AUTHOR=Montesinos-López Osval A. , Montesinos-López Abelardo , Mosqueda-González Brandon A. , Bentley Alison R. , Lillemo Morten , Varshney Rajeev K. , Crossa José 

TITLE=A New Deep Learning Calibration Method Enhances Genome-Based Prediction of Continuous Crop Traits

JOURNAL=Frontiers in Genetics

VOLUME=Volume 12 - 2021

YEAR=2021

URL=https://www.frontiersin.org/journals/genetics/articles/10.3389/fgene.2021.798840

DOI=10.3389/fgene.2021.798840

ISSN=1664-8021

ABSTRACT=Genomic selection (GS) has the potential to revolutionize predictive plant breeding.   A reference population is phenotyped and genotyped and used to train a statistical model that is used to perform genome-enabled predictions of new individuals that were only genotyped. For this reason, deep neural networks, a form of machine learning model, have been adopted for use in GS. However, the training process for deep neural networks is very challenging due to the numerous hyper-parameters that need to be tuned. Imperfect tuning can result in biased predictions. In this paper we propose a simple method for calibrating (adjusting) continuous predictions resulting from deep learning applications.
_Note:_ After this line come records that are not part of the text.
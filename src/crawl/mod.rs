// src/crawl/mod.rs
// =============================================================================
// Crawling every child sitemap of an index with a bounded pool of workers.
//
// Two ways to receive the results:
// - crawl_index_collect: wait, then get every entry plus a per-URL report
// - crawl_index: entries are pushed into your sink as soon as they decode
//
// Both run the same worker pool; only the delivery differs.
// =============================================================================

mod pool;
mod sink;

pub use pool::{crawl_index, crawl_index_collect, CrawlOutput};
pub use sink::{callbacks, Callbacks, DocumentReport, EntrySink};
We evaluated the proposed deep learning calibration method (DL_M2) using four crop breeding data sets and its performance was compared with the standard deep learning method (DL_M1) and with the standard genomic Best Linear Unbiased Predictor (GBLUP). Overall, the GBLUP was the most accurate model but the proposed deep learning calibration method (DL_M2) helped to increase the genome-enabled prediction performance in all data sets as compared with the traditional DL method (DL_M1). Taken together we provide evidence for extending the use of the proposed calibration method in order to evaluate its potential and consistency for predicting performance in the context of GS applied to plant breeding.